[Saved data entries]
+++++

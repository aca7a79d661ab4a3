//! Lane storage backings.
//!
//! A lane owns exactly one contiguous region; the three backings differ only
//! in where that region lives. The trait is sealed: the allocator is defined
//! over precisely these variants, and the highway monomorphizes over them so
//! the hot path never pays dynamic dispatch.

use std::alloc::{alloc_zeroed, dealloc, Layout};
use std::fs::{File, OpenOptions};
use std::path::{Path, PathBuf};
use std::ptr::NonNull;
use std::sync::atomic::{AtomicU64, Ordering};
use std::sync::Arc;

use memmap2::MmapMut;

use crate::error::Error;

/// Region alignment for all backings.
const REGION_ALIGN: usize = 16;

mod sealed {
    pub trait Sealed {}
    impl Sealed for super::HeapStorage {}
    impl Sealed for super::UnmanagedStorage {}
    impl Sealed for super::MappedStorage {}
}

/// A contiguous byte region backing one lane.
pub trait Storage: sealed::Sealed + Send + Sized + 'static {
    /// Reserve a region of exactly `capacity` bytes.
    fn reserve(capacity: usize) -> Result<Self, Error>;

    /// Base pointer of the region. Valid until [`Storage::release`].
    fn as_ptr(&self) -> *mut u8;

    /// Region size in bytes.
    fn capacity(&self) -> usize;

    /// Release the region back to its source. Idempotent.
    fn release(&mut self);

    /// Short name for log records.
    fn kind() -> &'static str;
}

/// Region carved from the process heap via the global allocator, zeroed.
pub struct HeapStorage {
    ptr: NonNull<u8>,
    capacity: usize,
    released: bool,
}

// SAFETY: the region is owned exclusively and carries no thread affinity.
unsafe impl Send for HeapStorage {}

impl Storage for HeapStorage {
    fn reserve(capacity: usize) -> Result<Self, Error> {
        let layout = Layout::from_size_align(capacity, REGION_ALIGN)
            .map_err(|_| Error::MissingOrInvalidArgument("invalid region layout"))?;

        // SAFETY: layout has non-zero size; lanes validate capacity >= 1.
        let raw = unsafe { alloc_zeroed(layout) };
        let ptr = NonNull::new(raw).ok_or_else(|| {
            Error::InitFailure(Arc::new(std::io::Error::new(
                std::io::ErrorKind::OutOfMemory,
                "heap region allocation failed",
            )))
        })?;

        Ok(Self { ptr, capacity, released: false })
    }

    fn as_ptr(&self) -> *mut u8 {
        self.ptr.as_ptr()
    }

    fn capacity(&self) -> usize {
        self.capacity
    }

    fn release(&mut self) {
        if self.released {
            return;
        }
        self.released = true;
        let layout = Layout::from_size_align(self.capacity, REGION_ALIGN)
            .expect("layout was validated at reserve time");
        // SAFETY: allocated in `reserve` with this exact layout, freed once.
        unsafe { dealloc(self.ptr.as_ptr(), layout) };
    }

    fn kind() -> &'static str {
        "heap"
    }
}

impl Drop for HeapStorage {
    fn drop(&mut self) {
        self.release();
    }
}

/// Region obtained straight from the OS allocator, bypassing the process
/// allocator. Contents are not zeroed.
pub struct UnmanagedStorage {
    ptr: NonNull<u8>,
    capacity: usize,
    released: bool,
}

// SAFETY: as for HeapStorage.
unsafe impl Send for UnmanagedStorage {}

impl Storage for UnmanagedStorage {
    fn reserve(capacity: usize) -> Result<Self, Error> {
        // SAFETY: malloc with a positive size; failure is a null return.
        let raw = unsafe { libc::malloc(capacity) } as *mut u8;
        let ptr = NonNull::new(raw).ok_or_else(|| {
            Error::InitFailure(Arc::new(std::io::Error::new(
                std::io::ErrorKind::OutOfMemory,
                "malloc failed",
            )))
        })?;

        Ok(Self { ptr, capacity, released: false })
    }

    fn as_ptr(&self) -> *mut u8 {
        self.ptr.as_ptr()
    }

    fn capacity(&self) -> usize {
        self.capacity
    }

    fn release(&mut self) {
        if self.released {
            return;
        }
        self.released = true;
        // SAFETY: pointer came from malloc and is freed exactly once.
        unsafe { libc::free(self.ptr.as_ptr() as *mut libc::c_void) };
    }

    fn kind() -> &'static str {
        "unmanaged"
    }
}

impl Drop for UnmanagedStorage {
    fn drop(&mut self) {
        self.release();
    }
}

/// Region backed by a memory-mapped file.
///
/// The file name is auto-generated under the system temp directory unless
/// supplied via [`MappedStorage::with_path`]. Release unmaps, closes and
/// best-effort-deletes the file.
pub struct MappedStorage {
    map: Option<MmapMut>,
    file: Option<File>,
    path: PathBuf,
    capacity: usize,
}

impl MappedStorage {
    /// Map `capacity` bytes over the file at `path`, creating or truncating
    /// it.
    pub fn with_path<P: AsRef<Path>>(path: P, capacity: usize) -> Result<Self, Error> {
        let path = path.as_ref().to_path_buf();
        let file = OpenOptions::new()
            .read(true)
            .write(true)
            .create(true)
            .truncate(true)
            .open(&path)
            .map_err(|e| Error::InitFailure(Arc::new(e)))?;
        file.set_len(capacity as u64)
            .map_err(|e| Error::InitFailure(Arc::new(e)))?;

        // SAFETY: the file was just sized to cover the whole mapping and is
        // open read/write.
        let map = unsafe { MmapMut::map_mut(&file) }
            .map_err(|e| Error::InitFailure(Arc::new(e)))?;

        Ok(Self { map: Some(map), file: Some(file), path, capacity })
    }

    /// Path of the backing file.
    pub fn path(&self) -> &Path {
        &self.path
    }

    fn auto_path() -> PathBuf {
        static SEQ: AtomicU64 = AtomicU64::new(0);
        let seq = SEQ.fetch_add(1, Ordering::Relaxed);
        std::env::temp_dir().join(format!("lane-{}-{}.bin", std::process::id(), seq))
    }
}

impl Storage for MappedStorage {
    fn reserve(capacity: usize) -> Result<Self, Error> {
        Self::with_path(Self::auto_path(), capacity)
    }

    fn as_ptr(&self) -> *mut u8 {
        match &self.map {
            Some(map) => map.as_ptr() as *mut u8,
            None => std::ptr::null_mut(),
        }
    }

    fn capacity(&self) -> usize {
        self.capacity
    }

    fn release(&mut self) {
        if self.map.is_none() && self.file.is_none() {
            return;
        }
        self.map = None;
        self.file = None;
        if let Err(e) = std::fs::remove_file(&self.path) {
            log::warn!("could not delete lane file {}: {}", self.path.display(), e);
        }
    }

    fn kind() -> &'static str {
        "mapped"
    }
}

impl Drop for MappedStorage {
    fn drop(&mut self) {
        self.release();
    }
}

#[cfg(test)]
mod tests {
    use super::*;

    #[test]
    fn test_heap_storage_is_zeroed() {
        let storage = HeapStorage::reserve(64).unwrap();
        let bytes = unsafe { std::slice::from_raw_parts(storage.as_ptr(), 64) };
        assert!(bytes.iter().all(|&b| b == 0));
    }

    #[test]
    fn test_release_is_idempotent() {
        let mut storage = UnmanagedStorage::reserve(32).unwrap();
        storage.release();
        storage.release();
    }

    #[test]
    fn test_mapped_storage_deletes_file_on_release() {
        let dir = tempfile::tempdir().unwrap();
        let path = dir.path().join("lane.bin");
        let mut storage = MappedStorage::with_path(&path, 128).unwrap();
        assert!(path.exists());
        assert_eq!(storage.capacity(), 128);
        storage.release();
        assert!(!path.exists());
    }

    #[test]
    fn test_mapped_storage_auto_names() {
        let a = MappedStorage::reserve(64).unwrap();
        let b = MappedStorage::reserve(64).unwrap();
        assert_ne!(a.path(), b.path());
    }
}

+++++

What you will do:
Copy out each line in the preceding records that contains "Ordering".

Written solution:
use std::sync::atomic::{AtomicU64, Ordering};
        let seq = SEQ.fetch_add(1, Ordering::Relaxed);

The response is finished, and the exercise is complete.